What level of mortality might people accept?

Sir David Spiegelhalter, chair of the Winton Centre for Risk and Evidence Communication at Cambridge university, rejects the idea of “a single acceptable/unacceptable threshold” for deaths as the pandemic recedes. “There’s a grey area of risk we have to negotiate,” he said. 

The Health and Safety Executive’s framework offers a precedent for how the government might define an acceptable level of Covid deaths in the long-term, according to Spiegelhalter. 

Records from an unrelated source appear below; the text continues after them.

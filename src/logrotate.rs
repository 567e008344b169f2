//! Log rotation and retention for the application log
//!
//! The live log is gzipped beside itself as `<stem>-YYYYmmdd-HHMMSS.log.gz`,
//! truncated, and only the newest `keep` rotated archives are kept.

use crate::compress;
use crate::logger::{Level, Logger};
use anyhow::{Context, Result};
use chrono::Local;
use std::fs::{self, OpenOptions};
use std::io::Read;
use std::path::{Path, PathBuf};
use std::sync::atomic::{AtomicBool, Ordering};
use std::time::{Duration, Instant, SystemTime};

pub const COMPONENT: &str = "LogRotate";

fn stem_of(log_path: &Path) -> String {
    log_path
        .file_stem()
        .map(|s| s.to_string_lossy().into_owned())
        .unwrap_or_else(|| "app".to_string())
}

fn is_rotated(name: &str, stem: &str) -> bool {
    name.starts_with(&format!("{stem}-")) && name.ends_with(".log.gz")
}

/// Rotated archives of `log_path`, oldest first.
pub fn rotated_logs(log_path: &Path) -> Result<Vec<PathBuf>> {
    let dir = log_path.parent().unwrap_or_else(|| Path::new("."));
    let stem = stem_of(log_path);
    let mut found: Vec<(SystemTime, PathBuf)> = Vec::new();
    for entry in fs::read_dir(dir).with_context(|| format!("list {}", dir.display()))? {
        let entry = entry?;
        let name = entry.file_name().to_string_lossy().into_owned();
        if !is_rotated(&name, &stem) {
            continue;
        }
        let mtime = entry
            .metadata()
            .and_then(|m| m.modified())
            .unwrap_or(SystemTime::UNIX_EPOCH);
        found.push((mtime, entry.path()));
    }
    // names embed the timestamp, so they break mtime ties
    found.sort();
    Ok(found.into_iter().map(|(_, p)| p).collect())
}

/// Delete the oldest rotated archives beyond `keep`; returns what was removed.
pub fn prune(log_path: &Path, keep: usize, logger: &dyn Logger) -> Result<Vec<PathBuf>> {
    let all = rotated_logs(log_path)?;
    let excess = all.len().saturating_sub(keep);
    let mut removed = Vec::new();
    for old in all.into_iter().take(excess) {
        match fs::remove_file(&old) {
            Ok(()) => removed.push(old),
            Err(e) => logger.log(
                COMPONENT,
                Level::Error,
                &format!("Failed to delete {}: {e}", old.display()),
            ),
        }
    }
    Ok(removed)
}

/// Compress the live log into a timestamped archive, truncate it, prune.
///
/// Returns `None` when there is nothing to rotate.
pub fn rotate(log_path: &Path, keep: usize, logger: &dyn Logger) -> Result<Option<PathBuf>> {
    match fs::metadata(log_path) {
        Ok(m) if m.len() > 0 => {}
        Ok(_) => return Ok(None),
        Err(e) if e.kind() == std::io::ErrorKind::NotFound => return Ok(None),
        Err(e) => return Err(e).with_context(|| format!("stat {}", log_path.display())),
    }

    let dir = log_path.parent().unwrap_or_else(|| Path::new("."));
    let stamp = Local::now().format("%Y%m%d-%H%M%S");
    let mut archive = dir.join(format!("{}-{stamp}.log.gz", stem_of(log_path)));
    let mut n = 1;
    while archive.exists() {
        archive = dir.join(format!("{}-{stamp}-{n}.log.gz", stem_of(log_path)));
        n += 1;
    }

    compress::compress_file_to(log_path, &archive)?;
    OpenOptions::new()
        .write(true)
        .truncate(true)
        .open(log_path)
        .with_context(|| format!("truncate {}", log_path.display()))?;
    logger.log(
        COMPONENT,
        Level::Success,
        &format!("Rotated {} -> {}", log_path.display(), archive.display()),
    );

    prune(log_path, keep, logger)?;
    Ok(Some(archive))
}

/// Rotate every `interval` until `stop` is set. Errors are logged and retried.
pub fn watch(
    log_path: &Path,
    keep: usize,
    interval: Duration,
    stop: &AtomicBool,
    logger: &dyn Logger,
) {
    let tick = Duration::from_millis(200).min(interval);
    let mut last = Instant::now();
    while !stop.load(Ordering::Relaxed) {
        if last.elapsed() >= interval {
            last = Instant::now();
            if let Err(e) = rotate(log_path, keep, logger) {
                logger.log(COMPONENT, Level::Error, &format!("Rotation failed: {e:#}"));
            }
        }
        std::thread::sleep(tick);
    }
}

/// Text of a plain or gzipped log, decoded lossily.
pub fn read_log(path: &Path) -> Result<String> {
    let mut bytes = Vec::new();
    if compress::has_gz_suffix(path) {
        compress::gzip_reader(path)?
            .read_to_end(&mut bytes)
            .with_context(|| format!("decompress {}", path.display()))?;
    } else {
        bytes = fs::read(path).with_context(|| format!("read {}", path.display()))?;
    }
    Ok(String::from_utf8_lossy(&bytes).into_owned())
}

#[cfg(test)]
mod tests {
    use super::*;
    use crate::logger::{MemoryLogger, NoopLogger};
    use tempfile::TempDir;

    #[test]
    fn nothing_to_rotate() {
        let tmp = TempDir::new().unwrap();
        let log = tmp.path().join("app.log");
        assert!(rotate(&log, 2, &NoopLogger).unwrap().is_none());
        fs::write(&log, b"").unwrap();
        assert!(rotate(&log, 2, &NoopLogger).unwrap().is_none());
    }

    #[test]
    fn rotate_compresses_and_truncates() {
        let tmp = TempDir::new().unwrap();
        let log = tmp.path().join("app.log");
        fs::write(&log, "[x] [INFO] Sender - hello\n").unwrap();
        let mem = MemoryLogger::new();

        let archive = rotate(&log, 2, &mem).unwrap().unwrap();
        assert_eq!(fs::metadata(&log).unwrap().len(), 0);
        assert_eq!(read_log(&archive).unwrap(), "[x] [INFO] Sender - hello\n");
        assert!(mem.has_level(Level::Success));
    }

    #[test]
    fn retention_keeps_newest() {
        let tmp = TempDir::new().unwrap();
        let log = tmp.path().join("app.log");
        let mut made = Vec::new();
        for i in 0..4 {
            fs::write(&log, format!("round {i}\n")).unwrap();
            made.push(rotate(&log, 2, &NoopLogger).unwrap().unwrap());
        }
        let left = rotated_logs(&log).unwrap();
        assert_eq!(left.len(), 2);
        assert!(left.contains(&made[3]));
        // unrelated files are left alone
        fs::write(tmp.path().join("other.gz"), b"x").unwrap();
        prune(&log, 0, &NoopLogger).unwrap();
        assert!(tmp.path().join("other.gz").exists());
        assert!(rotated_logs(&log).unwrap().is_empty());
    }

    #[test]
    fn read_plain_log() {
        let tmp = TempDir::new().unwrap();
        let p = tmp.path().join("app.log");
        fs::write(&p, "line\n").unwrap();
        assert_eq!(read_log(&p).unwrap(), "line\n");
    }

    #[test]
    fn watch_stops_when_flag_set() {
        let tmp = TempDir::new().unwrap();
        let log = tmp.path().join("app.log");
        let stop = AtomicBool::new(true);
        watch(&log, 2, Duration::from_millis(10), &stop, &NoopLogger);
    }
}
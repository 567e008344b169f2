//! Receiver: accept a connection, read the filename line, stream the rest to disk
//!
//! The destination is always `<save_dir>/<base name of the wire filename>`.
//! Directory components sent by the peer are dropped, never interpreted.
//! A session that fails mid-body leaves the partial file in place.

use crate::config::ReceiverConfig;
use crate::error::{Error, Result, Stage};
use crate::events::TransferEvent;
use crate::frame::{self, DEFAULT_CHUNK_SIZE};
use crate::logger::Logger;
use std::fmt;
use std::fs::{self, OpenOptions};
use std::io::{self, Read, Write};
use std::net::{Shutdown, SocketAddr, TcpListener, TcpStream};
use std::path::{Path, PathBuf};
use std::sync::Arc;
use std::thread;
use std::time::Duration;

pub const COMPONENT: &str = "Receiver";

const PROGRESS_STEP: u64 = 1024 * 1024;

// Consecutive accept failures tolerated before `serve` gives up
const MAX_ACCEPT_FAILURES: u32 = 10;
const ACCEPT_BACKOFF_MAX: Duration = Duration::from_secs(2);

/// Pause after the `failures`-th consecutive accept error: 50ms doubling, capped.
fn accept_backoff(failures: u32) -> Duration {
    let ms = 50u64.saturating_mul(1u64 << failures.saturating_sub(1).min(16));
    Duration::from_millis(ms).min(ACCEPT_BACKOFF_MAX)
}

#[derive(Debug, Clone, Copy, PartialEq, Eq)]
pub enum ReceiverState {
    Listening,
    Accepting,
    ReadingFilename,
    ReceivingBody,
    Done,
    Failed,
}

impl fmt::Display for ReceiverState {
    fn fmt(&self, f: &mut fmt::Formatter<'_>) -> fmt::Result {
        fmt::Debug::fmt(self, f)
    }
}

#[derive(Debug, Clone, PartialEq, Eq)]
pub struct ReceivedFile {
    pub destination_path: PathBuf,
    pub bytes_written: u64,
    pub peer: String,
}

#[derive(Debug, Clone)]
pub struct ReceiveOptions {
    pub chunk_size: usize,
    pub io_timeout: Option<Duration>,
}

impl Default for ReceiveOptions {
    fn default() -> Self {
        Self {
            chunk_size: DEFAULT_CHUNK_SIZE,
            io_timeout: None,
        }
    }
}

impl From<&ReceiverConfig> for ReceiveOptions {
    fn from(cfg: &ReceiverConfig) -> Self {
        Self {
            chunk_size: cfg.chunk_size,
            io_timeout: cfg.io_timeout(),
        }
    }
}

/// Map a wire filename to a path under `save_dir`.
///
/// Returns the path and whether directory components were dropped.
pub fn resolve_destination(save_dir: &Path, name: &str) -> Result<(PathBuf, bool)> {
    if name.contains('\0') {
        return Err(Error::Protocol("filename contains NUL byte".into()));
    }
    // Both separators count regardless of platform
    let base = name
        .rsplit(|c| c == '/' || c == '\\')
        .next()
        .unwrap_or("")
        .trim();
    if base.is_empty() || base == "." || base == ".." {
        return Err(Error::Protocol(format!(
            "filename {name:?} does not name a file"
        )));
    }
    #[cfg(windows)]
    if base.contains(':') {
        return Err(Error::Protocol(format!(
            "filename {name:?} contains a drive or stream separator"
        )));
    }
    Ok((save_dir.join(base), base != name))
}

pub struct Receiver {
    listener: TcpListener,
    local_addr: SocketAddr,
    save_dir: PathBuf,
    options: ReceiveOptions,
    logger: Arc<dyn Logger>,
}

impl Receiver {
    /// Bind `addr` and get ready to accept; creates `save_dir` if needed.
    pub fn bind(addr: &str, save_dir: impl Into<PathBuf>, logger: Arc<dyn Logger>) -> Result<Self> {
        let save_dir = save_dir.into();
        fs::create_dir_all(&save_dir).map_err(|e| Error::io(&save_dir, e))?;
        let conn_err = |source: io::Error| Error::Connection {
            addr: addr.to_string(),
            source,
        };
        let listener = TcpListener::bind(addr).map_err(conn_err)?;
        let local_addr = listener.local_addr().map_err(conn_err)?;
        logger.event(
            COMPONENT,
            &TransferEvent::Listening {
                addr: local_addr.to_string(),
                save_dir: save_dir.clone(),
            },
        );
        Ok(Self {
            listener,
            local_addr,
            save_dir,
            options: ReceiveOptions::default(),
            logger,
        })
    }

    pub fn with_options(mut self, options: ReceiveOptions) -> Self {
        self.options = options;
        self
    }

    pub fn local_addr(&self) -> SocketAddr {
        self.local_addr
    }

    pub fn save_dir(&self) -> &Path {
        &self.save_dir
    }

    fn accept(&self) -> Result<ReceiveSession> {
        let (stream, peer) = self.listener.accept().map_err(|source| Error::Connection {
            addr: self.local_addr.to_string(),
            source,
        })?;
        Ok(ReceiveSession::new(
            stream,
            peer.to_string(),
            self.save_dir.clone(),
            self.options.clone(),
            self.logger.clone(),
        ))
    }

    /// Block for one client and handle it on this thread (single-shot).
    pub fn accept_one(&self) -> Result<ReceivedFile> {
        self.accept()?.run()
    }

    /// Keep accepting, one worker thread per connection.
    ///
    /// Stops after `limit` sessions when given and waits for their workers.
    /// Session failures are logged, not returned. Accept errors back off and
    /// end the loop with an error once they keep happening.
    pub fn serve(&self, limit: Option<usize>) -> Result<()> {
        let mut workers = Vec::new();
        let mut accepted = 0usize;
        let mut failures = 0u32;
        let mut outcome = Ok(());
        while limit.map_or(true, |l| accepted < l) {
            let mut session = match self.accept() {
                Ok(s) => s,
                Err(e) => {
                    failures += 1;
                    self.logger.log(
                        COMPONENT,
                        crate::logger::Level::Error,
                        &format!("{e} (accept failure {failures}/{MAX_ACCEPT_FAILURES})"),
                    );
                    if failures >= MAX_ACCEPT_FAILURES {
                        outcome = Err(e);
                        break;
                    }
                    thread::sleep(accept_backoff(failures));
                    continue;
                }
            };
            failures = 0;
            accepted += 1;
            workers.push(thread::spawn(move || {
                // outcome already reported through the logger
                let _ = session.run();
            }));
            workers.retain(|w| !w.is_finished());
        }
        for w in workers {
            let _ = w.join();
        }
        outcome
    }
}

/// One accepted connection carrying exactly one frame.
pub struct ReceiveSession {
    stream: TcpStream,
    peer: String,
    save_dir: PathBuf,
    options: ReceiveOptions,
    logger: Arc<dyn Logger>,
    state: ReceiverState,
}

impl ReceiveSession {
    pub fn new(
        stream: TcpStream,
        peer: String,
        save_dir: PathBuf,
        options: ReceiveOptions,
        logger: Arc<dyn Logger>,
    ) -> Self {
        Self {
            stream,
            peer,
            save_dir,
            options,
            logger,
            state: ReceiverState::Accepting,
        }
    }

    pub fn state(&self) -> ReceiverState {
        self.state
    }

    pub fn peer(&self) -> &str {
        &self.peer
    }

    fn emit(&self, event: TransferEvent) {
        self.logger.event(COMPONENT, &event);
    }

    pub fn run(&mut self) -> Result<ReceivedFile> {
        self.emit(TransferEvent::Accepted {
            peer: self.peer.clone(),
        });
        let result = self.receive();

        match self.stream.shutdown(Shutdown::Both) {
            Ok(()) => self.emit(TransferEvent::SocketClosed),
            // peer already gone is the normal end of a session
            Err(e) if e.kind() == io::ErrorKind::NotConnected => {
                self.emit(TransferEvent::SocketClosed)
            }
            Err(e) => self.emit(TransferEvent::CloseFailed {
                error: e.to_string(),
            }),
        }

        match &result {
            Ok(received) => {
                self.state = ReceiverState::Done;
                self.emit(TransferEvent::ReceiveCompleted {
                    destination: received.destination_path.clone(),
                    bytes: received.bytes_written,
                });
            }
            Err(e) => {
                self.emit(TransferEvent::Failed {
                    state: self.state.to_string(),
                    context: format!("peer={} save_dir={}", self.peer, self.save_dir.display()),
                    error: e.to_string(),
                });
                self.state = ReceiverState::Failed;
            }
        }
        result
    }

    fn receive(&mut self) -> Result<ReceivedFile> {
        if let Some(t) = self.options.io_timeout {
            self.stream
                .set_read_timeout(Some(t))
                .map_err(|source| Error::Transfer {
                    stage: Stage::Header,
                    bytes: 0,
                    total: None,
                    source,
                })?;
        }

        self.state = ReceiverState::ReadingFilename;
        let name = frame::read_filename(&mut self.stream)?;
        if name.is_empty() {
            return Err(Error::Protocol("empty filename".into()));
        }
        let (destination, reduced) = resolve_destination(&self.save_dir, &name)?;
        self.emit(TransferEvent::FilenameReceived {
            name,
            destination: destination.clone(),
            reduced,
        });

        self.state = ReceiverState::ReceivingBody;
        let bytes_written = self.copy_body(&destination)?;
        Ok(ReceivedFile {
            destination_path: destination,
            bytes_written,
            peer: self.peer.clone(),
        })
    }

    fn copy_body(&mut self, destination: &Path) -> Result<u64> {
        let mut file = OpenOptions::new()
            .write(true)
            .create(true)
            .truncate(true)
            .open(destination)
            .map_err(|e| Error::io(destination, e))?;

        let mut buf = vec![0u8; self.options.chunk_size.max(1)];
        let mut written = 0u64;
        let mut reported = 0u64;
        loop {
            let n = match self.stream.read(&mut buf) {
                Ok(0) => break,
                Ok(n) => n,
                Err(e) if e.kind() == io::ErrorKind::Interrupted => continue,
                Err(source) => {
                    return Err(Error::Transfer {
                        stage: Stage::Body,
                        bytes: written,
                        total: None,
                        source,
                    })
                }
            };
            file.write_all(&buf[..n])
                .map_err(|e| Error::io(destination, e))?;
            written += n as u64;
            if written - reported >= PROGRESS_STEP {
                reported = written;
                self.emit(TransferEvent::BytesReceived { received: written });
            }
        }
        file.flush().map_err(|e| Error::io(destination, e))?;
        Ok(written)
    }
}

The HSE defines an unacceptable level of risk for members of the public as an activity which causes one in 10,000 people to die per year, while an acceptable risk amounts to one death per million (quantified as one micromort). In between lies a wide “tolerable region” which Spiegelhalter believes the post-pandemic world will inhabit.

An increasing number of Conservative MPs believe that the pandemic has reached the acceptable level and lockdown restrictions should be eased.

Mark Harper, the former chief whip who leads the Covid Recovery Group of lockdown sceptical MPs, said “we must have an open society and proper ability for individuals to balance risks, we cannot hold society captive.”

“Of course, nothing is entirely safe but there’s a zone where we try to do our best to bring the risks down to an acceptable level,” Spiegelhalter added. “That’s a very powerful and successful way of managing risk and is essentially an official precedent for how we can manage Covid.” For the whole UK population the HSE’s tolerable zone would span from around 60 to 6,000 deaths per year.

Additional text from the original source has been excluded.